O estudo foi realizado com os dados das notificações de violência interpessoal contra crianças, com idade entre 0 e 9 anos, registrados no Sinan (Sistema de Informação de Agravos e Notificação), no Brasil, de 2015 a 2021. Em todo o período, foram 261.341 casos notificados, sendo 204.477 (78,7%) em serviços de urgência e emergência e 56.864 (21,8%) nos serviços da Atenção Primária à Saúde.
A principal violência foi a negligência, que representou 39,5% e 55% das notificações da Atenção Primária e da Atenção Hospitalar, respectivamente. O documento foi publicado em 11 de junho deste ano e tem outros capítulos dedicados a diferentes aspectos da saúde das crianças brasileiras. No texto, os pesquisadores concluem que é preciso melhorar os instrumentos de rastreamento e notificação da violência contra crianças nas unidades de atenção básica, “a fim de evitar que casos com maior gravidade ocorram”.

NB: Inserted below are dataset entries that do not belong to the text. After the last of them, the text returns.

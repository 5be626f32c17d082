use crate::config::types::{
    BlobConfig, Config, GeocoderConfig, OutputConfig, RegistryConfig, ScraperConfig,
    UserAgentConfig,
};
use crate::ConfigError;
use url::Url;

/// Validates the entire configuration
pub fn validate(config: &Config) -> Result<(), ConfigError> {
    validate_registry_config(&config.registry)?;
    validate_scraper_config(&config.scraper)?;
    validate_user_agent_config(&config.user_agent)?;
    validate_geocoder_config(&config.geocoder)?;
    validate_blob_config(&config.blob)?;
    validate_output_config(&config.output)?;
    Ok(())
}

fn validate_registry_config(config: &RegistryConfig) -> Result<(), ConfigError> {
    let url = Url::parse(&config.base_url)
        .map_err(|e| ConfigError::InvalidUrl(format!("Invalid base-url: {}", e)))?;

    if url.scheme() != "http" && url.scheme() != "https" {
        return Err(ConfigError::Validation(format!(
            "base-url must use http or https, got '{}'",
            url.scheme()
        )));
    }

    Ok(())
}

fn validate_scraper_config(config: &ScraperConfig) -> Result<(), ConfigError> {
    if config.request_timeout_secs < 1 {
        return Err(ConfigError::Validation(format!(
            "request-timeout-secs must be >= 1, got {}",
            config.request_timeout_secs
        )));
    }

    if config.max_retries > 10 {
        return Err(ConfigError::Validation(format!(
            "max-retries must be <= 10, got {}",
            config.max_retries
        )));
    }

    Ok(())
}

fn validate_user_agent_config(config: &UserAgentConfig) -> Result<(), ConfigError> {
    if config.scraper_name.is_empty() {
        return Err(ConfigError::Validation(
            "scraper-name cannot be empty".to_string(),
        ));
    }

    if !config
        .scraper_name
        .chars()
        .all(|c| c.is_alphanumeric() || c == '-')
    {
        return Err(ConfigError::Validation(format!(
            "scraper-name must contain only alphanumeric characters and hyphens, got '{}'",
            config.scraper_name
        )));
    }

    Url::parse(&config.contact_url)
        .map_err(|e| ConfigError::InvalidUrl(format!("Invalid contact-url: {}", e)))?;

    validate_email(&config.contact_email)?;

    Ok(())
}

fn validate_geocoder_config(config: &GeocoderConfig) -> Result<(), ConfigError> {
    Url::parse(&config.endpoint)
        .map_err(|e| ConfigError::InvalidUrl(format!("Invalid geocoder endpoint: {}", e)))?;

    if config.timeout_secs < 1 {
        return Err(ConfigError::Validation(format!(
            "geocoder timeout-secs must be >= 1, got {}",
            config.timeout_secs
        )));
    }

    Ok(())
}

fn validate_blob_config(config: &BlobConfig) -> Result<(), ConfigError> {
    Url::parse(&config.endpoint)
        .map_err(|e| ConfigError::InvalidUrl(format!("Invalid blob endpoint: {}", e)))?;

    if config.bucket.is_empty() {
        return Err(ConfigError::Validation(
            "blob bucket cannot be empty".to_string(),
        ));
    }

    if let Some(base) = &config.public_base_url {
        Url::parse(base)
            .map_err(|e| ConfigError::InvalidUrl(format!("Invalid public-base-url: {}", e)))?;
    }

    Ok(())
}

fn validate_output_config(config: &OutputConfig) -> Result<(), ConfigError> {
    if config.database_path.is_empty() {
        return Err(ConfigError::Validation(
            "database-path cannot be empty".to_string(),
        ));
    }

    Ok(())
}

/// Basic email validation
fn validate_email(email: &str) -> Result<(), ConfigError> {
    let parts: Vec<&str> = email.split('@').collect();
    if parts.len() != 2 || parts[0].is_empty() || parts[1].is_empty() {
        return Err(ConfigError::Validation(format!(
            "Invalid email format: '{}'",
            email
        )));
    }

    if !parts[1].contains('.') {
        return Err(ConfigError::Validation(format!(
            "Invalid email domain: '{}'",
            email
        )));
    }

    Ok(())
}

#[cfg(test)]
mod tests {
    use super::*;

    #[test]
    fn test_validate_email() {
        assert!(validate_email("user@example.com").is_ok());
        assert!(validate_email("admin@sub.example.com").is_ok());

        assert!(validate_email("").is_err());
        assert!(validate_email("invalid").is_err());
        assert!(validate_email("@example.com").is_err());
        assert!(validate_email("user@").is_err());
        assert!(validate_email("user@domain").is_err());
    }

    #[test]
    fn test_validate_registry_rejects_bad_scheme() {
        let config = RegistryConfig {
            base_url: "ftp://subastas.example.es".to_string(),
        };
        assert!(validate_registry_config(&config).is_err());
    }

    #[test]
    fn test_validate_scraper_limits() {
        let mut config = ScraperConfig {
            search_delay_ms: 2000,
            detail_delay_ms: 1000,
            request_timeout_secs: 30,
            max_retries: 3,
        };
        assert!(validate_scraper_config(&config).is_ok());

        config.max_retries = 11;
        assert!(validate_scraper_config(&config).is_err());

        config.max_retries = 3;
        config.request_timeout_secs = 0;
        assert!(validate_scraper_config(&config).is_err());
    }
}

O documento também destaca outros pontos de atenção: como a possível subnotificação dos casos durante o período de pandemia; especialmente na atenção básica; a prevalência de agressores próximos à criança — sendo pais, madrasta ou padrasto responsáveis por 62,2% dos casos notificados; e o perfil das vítimas — sexo feminino (53,4%), com idade entre 1 e 4 anos (46,1%), da raça negra (56,1%), que não tinha deficiência ou transtorno (97,1%) e que residiam na zona urbana (93,0%).
Ouvida pelo R7, a advogada Mariana Zan, do Instituto Alana, explica que as instituições têm papel fundamental no combate aos diversos tipos de violência, incluindo contra crianças e adolescentes. “É importante trazer que a lei 13431, de 2017, o Estatuto da Criança e do Adolescente, a Constituição Federal e a Resolução 113 do Conselho Nacional dos Direitos da Criança e do Adolescente, o Conanda, estabelece o que a gente chama de sistema de garantia de direitos de crianças e adolescentes, reconhecendo que um único serviço ou uma única instituição é não dá conta por si, de lidar com o fenômeno tão complexo como as violências contra as crianças e adolescentes”, explica.
Neste ano, uma das principais normas a tratar especificamente do tema em relação à menores de idade completa dez anos. A Lei Menino Bernardo, também conhecida como Lei da Palmada, prevê que as crianças brasileiras “têm o direito de ser educados e cuidados sem o uso de castigo físico ou de tratamento cruel ou degradante, como formas de correção, disciplina, educação ou qualquer outro pretexto”. Aprovada em 2014, ela estabelece desde o encaminhamento da família a programas de proteção, orientação e tratamento psicológico até advertências aos responsáveis.
Aprovada em 2022, a Lei Henry Borel complementa o quadro normativo com medidas de proteção mais incisivas em relação às crianças vítimas ou testemunhas de violência. A norma espelha as medidas previstas para mulheres pela Lei Maria da Penha, com adoção de medidas protetivas, procedimentos policiais e legais e de assistência médica e social no caso de risco às vítimas.